Add any missing entities and attributes

scp93ch commented 4 months ago

I put in place methods to read quite a lot of the entities and their attributes but it is not complete. Domain model matching patterns are not there for instance and lots more besides.

We need all the data to be accessible in the object model.

I'd also like methods so that it's really easy to follow entity relations in both ways. So for instance, a CSG has a predicate pointing to any threat it "blocks" and the Python CSG class should have a method to find the threats from the CSG. We should also have a method on the Threat to return the CSGs that block it.

panositi commented 3 months ago

TODO: check that the domain model matches the system model

@mike1813, @scp93ch the only comparison can be made is against the OWL.versionInfo vs core#domainVersion, ideally there should be an rdf-schema.label vs a domainLabel in system model?

ps current code commits can be found in branch 2-make-this-into-a-proper-python-module

scp93ch commented 3 months ago

Given branch #3 is looking pretty complete now, so I suggest it is merged into main and we switch to fixing a few things. I'll make some comments on this issue about things to consider/fix.

scp93ch commented 3 months ago

DomainModel.TrustworthinessAttribute

The min_of and max_of are part of the system to deal with populations. TWAs come in 3s: the min, average and max. If the TWA is the min one then it will have the min_of predicate. If it is the max one then it will have the max_of predicate. min_of and max_of point to the average TWA of the set of 3. The average TWA will not have min_of or max_of but will instead have has_min and has_max which point back to the min and max TWAs.

I would suggest changing the property min to has_min and max to has_max.

It would be good to have a method that could be called on any of the 3 TWAs in a population set which returned all the TWAs as a tuple (min, average, max). You'd have to have some logic to first navigate to the average TWA based on which predicates were present and then get the other two.

scp93ch commented 3 months ago

DomainModel.Threat

This should have the same min/max/min_of/max_of as the TWA I believe, but linking 3 Threats. Would also be good to have the method to get the tuple of (min, average, max).
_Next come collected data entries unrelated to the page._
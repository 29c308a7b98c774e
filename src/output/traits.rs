//! Exporter trait and associated types
//!
//! This module defines the interface shared by every output sink and the
//! outcome recorded for each one after a run.

use crate::record::PageRecord;
use std::path::{Path, PathBuf};
use thiserror::Error;

/// Errors that can occur while writing an export
#[derive(Debug, Error)]
pub enum ExportError {
    #[error("IO error: {0}")]
    Io(#[from] std::io::Error),

    #[error("CSV error: {0}")]
    Csv(#[from] csv::Error),

    #[error("JSON error: {0}")]
    Json(#[from] serde_json::Error),

    #[error("XLSX error: {0}")]
    Xlsx(#[from] rust_xlsxwriter::XlsxError),
}

/// Result type for export operations
pub type ExportResult<T> = Result<T, ExportError>;

/// Trait for output sinks
///
/// An exporter serializes the full record set to one file. Exporters are run
/// one after another once every fetch has finished, and never see partial
/// results.
pub trait Exporter: Send + Sync {
    /// Short format name used in diagnostics (e.g. "CSV")
    fn name(&self) -> &'static str;

    /// File the exporter writes to
    fn path(&self) -> &Path;

    /// Writes `records` to [`Exporter::path`], replacing any existing file
    fn export(&self, records: &[PageRecord]) -> ExportResult<()>;
}

/// Result of running one exporter
#[derive(Debug)]
pub struct ExportOutcome {
    /// Format name of the exporter
    pub exporter: &'static str,

    /// File the exporter targeted
    pub path: PathBuf,

    /// The error, if the export failed
    pub error: Option<ExportError>,
}

impl ExportOutcome {
    pub fn is_success(&self) -> bool {
        self.error.is_none()
    }
}

/// Creates the parent directory of `path` if it does not exist yet
pub(crate) fn ensure_parent_dir(path: &Path) -> ExportResult<()> {
    if let Some(parent) = path.parent() {
        if !parent.as_os_str().is_empty() {
            std::fs::create_dir_all(parent)?;
        }
    }
    Ok(())
}
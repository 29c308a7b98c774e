//! Configuration module for Page-Harvest
//!
//! This module handles loading, parsing, and validating TOML configuration files.
//! Every value has a default, so a configuration file is optional.
//!
//! # Example
//!
//! ```no_run
//! use page_harvest::config::load_config;
//! use std::path::Path;
//!
//! let config = load_config(Path::new("harvest.toml")).unwrap();
//! println!("Scraping {} URLs with {} workers", config.urls.len(), config.scraper.max_workers);
//! ```

mod parser;
mod types;
mod validation;

// Re-export types
pub use types::{Config, OutputConfig, ScraperConfig};

// Re-export parser functions
pub use parser::{compute_config_hash, load_config, load_config_with_hash, parse_config};
pub use validation::{validate, warn_unparsable_urls};
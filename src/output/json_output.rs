//! JSON export
//!
//! The record set is written as a top-level array with four-space indentation.
//! Non-ASCII text is written as UTF-8, not escaped. Failed fetches keep their
//! short `{"url", "title"}` shape.

use crate::output::traits::{ensure_parent_dir, ExportResult, Exporter};
use crate::record::PageRecord;
use serde::Serialize;
use serde_json::ser::{PrettyFormatter, Serializer};
use std::fs::File;
use std::io::{BufReader, BufWriter, Write};
use std::path::{Path, PathBuf};

/// Writes records as an indented JSON array
#[derive(Debug, Clone)]
pub struct JsonExporter {
    path: PathBuf,
}

impl JsonExporter {
    pub fn new(path: impl Into<PathBuf>) -> Self {
        Self { path: path.into() }
    }
}

impl Exporter for JsonExporter {
    fn name(&self) -> &'static str {
        "JSON"
    }

    fn path(&self) -> &Path {
        &self.path
    }

    fn export(&self, records: &[PageRecord]) -> ExportResult<()> {
        ensure_parent_dir(&self.path)?;

        let mut writer = BufWriter::new(File::create(&self.path)?);
        write_records(&mut writer, records)?;
        writer.flush()?;
        Ok(())
    }
}

/// Serializes records to `writer` in the export layout
pub fn write_records<W: Write>(writer: W, records: &[PageRecord]) -> ExportResult<()> {
    let formatter = PrettyFormatter::with_indent(b"    ");
    let mut serializer = Serializer::with_formatter(writer, formatter);
    records.serialize(&mut serializer)?;
    Ok(())
}

/// Reads a JSON export back into records
///
/// # Example
///
/// ```no_run
/// use page_harvest::output::read_records;
/// use std::path::Path;
///
/// let records = read_records(Path::new("scraped_data.json")).unwrap();
/// println!("{} pages", records.len());
/// ```
pub fn read_records(path: &Path) -> ExportResult<Vec<PageRecord>> {
    let reader = BufReader::new(File::open(path)?);
    let records = serde_json::from_reader(reader)?;
    Ok(records)
}
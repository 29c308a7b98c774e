//! CSV export
//!
//! One header row, then one row per record. List fields are written in full,
//! rendered as a JSON array; a failed fetch leaves them as empty cells.

use crate::output::traits::{ensure_parent_dir, ExportResult, Exporter};
use crate::record::PageRecord;
use std::path::{Path, PathBuf};

/// Column names of the CSV export
pub const CSV_HEADER: [&str; 5] = ["url", "title", "headings", "links", "images"];

/// Writes records as comma-separated values
#[derive(Debug, Clone)]
pub struct CsvExporter {
    path: PathBuf,
}

impl CsvExporter {
    pub fn new(path: impl Into<PathBuf>) -> Self {
        Self { path: path.into() }
    }
}

impl Exporter for CsvExporter {
    fn name(&self) -> &'static str {
        "CSV"
    }

    fn path(&self) -> &Path {
        &self.path
    }

    fn export(&self, records: &[PageRecord]) -> ExportResult<()> {
        ensure_parent_dir(&self.path)?;

        let mut writer = csv::Writer::from_path(&self.path)?;
        writer.write_record(CSV_HEADER)?;

        for record in records {
            let headings = render_list(record.headings.as_deref())?;
            let links = render_list(record.links.as_deref())?;
            let images = render_list(record.images.as_deref())?;

            writer.write_record([
                record.url.as_str(),
                record.title.as_str(),
                headings.as_str(),
                links.as_str(),
                images.as_str(),
            ])?;
        }

        writer.flush()?;
        Ok(())
    }
}

/// Renders a list field for a single CSV cell
fn render_list(items: Option<&[String]>) -> ExportResult<String> {
    match items {
        Some(items) => Ok(serde_json::to_string(items)?),
        None => Ok(String::new()),
    }
}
Note, not every domain model supports populations. There is a feature flag somewhere that you can check to see if it does or not.

I'd suggest renaming the properties that are Booleans to start with is_ (just as the predicates are) as it make code read better when you e.g. write if my_threat.is_future_risk.

scp93ch commented 3 months ago

DomanModel.CASetting

Need to explain that "CASetting" is the data which is used to create the ControlSets in the system model. (I assume the "CA" in "CASetting" is "Control" and "Asset".)

We might want to rename has_level to effectiveness as that is what it is describing (the effectiveness of the control). It uses the trustworthiness scale, but we are measuring how much we can trust the control which is perhaps better understood as how effective it is. Perhaps just explain it in the pydoc for now.

scp93ch commented 3 months ago

General point regarding return types

In the method definitions you've specified the return type which is great. I wonder about why so many of them are "Optional"? Many should be present, and indeed the code throws exceptions if the data is not there. Should we change to "Mandatory" where appropriate (or whatever keyword is used)?

scp93ch commented 3 months ago

DomainModel.TWAADefaultSetting

Please add to the class's pydoc that this is how we define the defaults for a system model TrustworthinessAttributeSet (similar to CASetting).

scp93ch commented 3 months ago

DomainModel.MADefaultSetting

Again, document that this is the defaults for when we create system model MisbehaviourSets.

scp93ch commented 3 months ago

DomainModel.RootPattern

The links method return type should be a List[RoleLink], and the pydoc on that method should describe that it is a list.

scp93ch commented 3 months ago

DomainModel.ControlSet

I don't think this exists in the domain model?!

The pydoc and exception for coverage_level should say it returns the coverage level, not the trustworthiness level (it does use the trustworthiness scale, but we are measuring controlset coverage).

Same comment for DomainModel.ControlStrategy.blocking_effect.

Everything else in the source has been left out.